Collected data
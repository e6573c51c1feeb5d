//! Interactive orthogonalization protocol.
//!
//! A small state machine layered over the dispatcher. Out-of-order calls
//! are [`KernelError::StateFailure`] raised before the kernel is touched;
//! they are protocol violations, not native errors.

use crate::error::{KernelError, Result};
use crate::geometry::{GeometryList, PackedGeometry};
use crate::kernel::{KernelHandle, MeshKernel, ProjectToLandBoundary};
use crate::params::OrthogonalizationParameters;

/// Where an interactive sequence currently stands.
#[derive(Debug, Clone, Copy, PartialEq, Eq)]
pub enum ProtocolState {
    /// Nothing initialized; only `initialize` is allowed.
    Uninitialized,
    /// Initialized, ready for the first outer iteration.
    OuterPrepared,
    /// Inside an outer iteration; inner iterations may repeat.
    Iterating,
    /// Outer iteration finalized; another may be prepared.
    Finalized,
}

/// One interactive orthogonalization sequence against a kernel state.
///
/// Transitions: `initialize` (Uninitialized → OuterPrepared),
/// `prepare_outer_iteration` (OuterPrepared/Finalized → Iterating),
/// `inner_iteration` (Iterating → Iterating), `finalize_outer_iteration`
/// (Iterating → Finalized), `delete` (any → Uninitialized).
#[derive(Debug)]
pub struct OrthogonalizationSession<'a> {
    kernel: &'a MeshKernel,
    handle: KernelHandle,
    state: ProtocolState,
}

impl<'a> OrthogonalizationSession<'a> {
    pub(crate) fn new(kernel: &'a MeshKernel, handle: KernelHandle) -> Self {
        Self {
            kernel,
            handle,
            state: ProtocolState::Uninitialized,
        }
    }

    /// The state handle this sequence operates on.
    #[must_use]
    pub fn handle(&self) -> KernelHandle {
        self.handle
    }

    /// Current protocol state.
    #[must_use]
    pub fn state(&self) -> ProtocolState {
        self.state
    }

    fn expect(&self, operation: &'static str, allowed: &[ProtocolState]) -> Result<()> {
        if allowed.contains(&self.state) {
            Ok(())
        } else {
            Err(KernelError::StateFailure {
                operation,
                state: self.state,
            })
        }
    }

    /// Set up the kernel-side orthogonalization state.
    pub fn initialize(
        &mut self,
        project: ProjectToLandBoundary,
        parameters: &OrthogonalizationParameters,
        polygon: &GeometryList,
        land_boundaries: &GeometryList,
    ) -> Result<()> {
        self.expect(
            "mkernel_mesh2d_initialize_orthogonalization",
            &[ProtocolState::Uninitialized],
        )?;
        self.kernel.ensure_live(self.handle)?;
        let polygon = PackedGeometry::pack(polygon)?;
        let land = PackedGeometry::pack(land_boundaries)?;
        let parameters = parameters.to_native();
        let status = unsafe {
            (self.kernel.functions().initialize_orthogonalization)(
                self.handle.as_raw(),
                project.to_native(),
                &parameters,
                polygon.native_ptr(),
                land.native_ptr(),
            )
        };
        self.kernel
            .check("mkernel_mesh2d_initialize_orthogonalization", status)?;
        self.state = ProtocolState::OuterPrepared;
        Ok(())
    }

    /// Begin an outer iteration.
    pub fn prepare_outer_iteration(&mut self) -> Result<()> {
        self.expect(
            "mkernel_prepare_outer_iteration_orthogonalization_mesh2d",
            &[ProtocolState::OuterPrepared, ProtocolState::Finalized],
        )?;
        self.kernel.ensure_live(self.handle)?;
        let status = unsafe {
            (self
                .kernel
                .functions()
                .prepare_outer_iteration_orthogonalization)(self.handle.as_raw())
        };
        self.kernel.check(
            "mkernel_prepare_outer_iteration_orthogonalization_mesh2d",
            status,
        )?;
        self.state = ProtocolState::Iterating;
        Ok(())
    }

    /// One inner iteration; repeatable while iterating.
    pub fn inner_iteration(&mut self) -> Result<()> {
        self.expect(
            "mkernel_compute_inner_ortogonalization_iteration_mesh2d",
            &[ProtocolState::Iterating],
        )?;
        self.kernel.ensure_live(self.handle)?;
        let status = unsafe {
            (self
                .kernel
                .functions()
                .compute_inner_orthogonalization_iteration)(self.handle.as_raw())
        };
        self.kernel.check(
            "mkernel_compute_inner_ortogonalization_iteration_mesh2d",
            status,
        )
    }

    /// Close the current outer iteration.
    pub fn finalize_outer_iteration(&mut self) -> Result<()> {
        self.expect(
            "mkernel_finalize_inner_ortogonalization_iteration_mesh2d",
            &[ProtocolState::Iterating],
        )?;
        self.kernel.ensure_live(self.handle)?;
        let status = unsafe {
            (self
                .kernel
                .functions()
                .finalize_inner_orthogonalization_iteration)(self.handle.as_raw())
        };
        self.kernel.check(
            "mkernel_finalize_inner_ortogonalization_iteration_mesh2d",
            status,
        )?;
        self.state = ProtocolState::Finalized;
        Ok(())
    }

    /// Tear down the kernel-side orthogonalization state; allowed from any
    /// state and resets the sequence to `Uninitialized`.
    pub fn delete(&mut self) -> Result<()> {
        if self.state == ProtocolState::Uninitialized {
            return Ok(());
        }
        self.kernel.ensure_live(self.handle)?;
        let status = unsafe {
            (self.kernel.functions().delete_orthogonalization)(self.handle.as_raw())
        };
        self.kernel
            .check("mkernel_delete_orthogonalization_mesh2d", status)?;
        self.state = ProtocolState::Uninitialized;
        Ok(())
    }
}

#### DESCRIPTION OF THE TASK:
Across the entries above, find the lines with the string "StateFailure" and copy them.

#### WRITTEN ANSWER:
//! are [`KernelError::StateFailure`] raised before the kernel is touched;
            Err(KernelError::StateFailure {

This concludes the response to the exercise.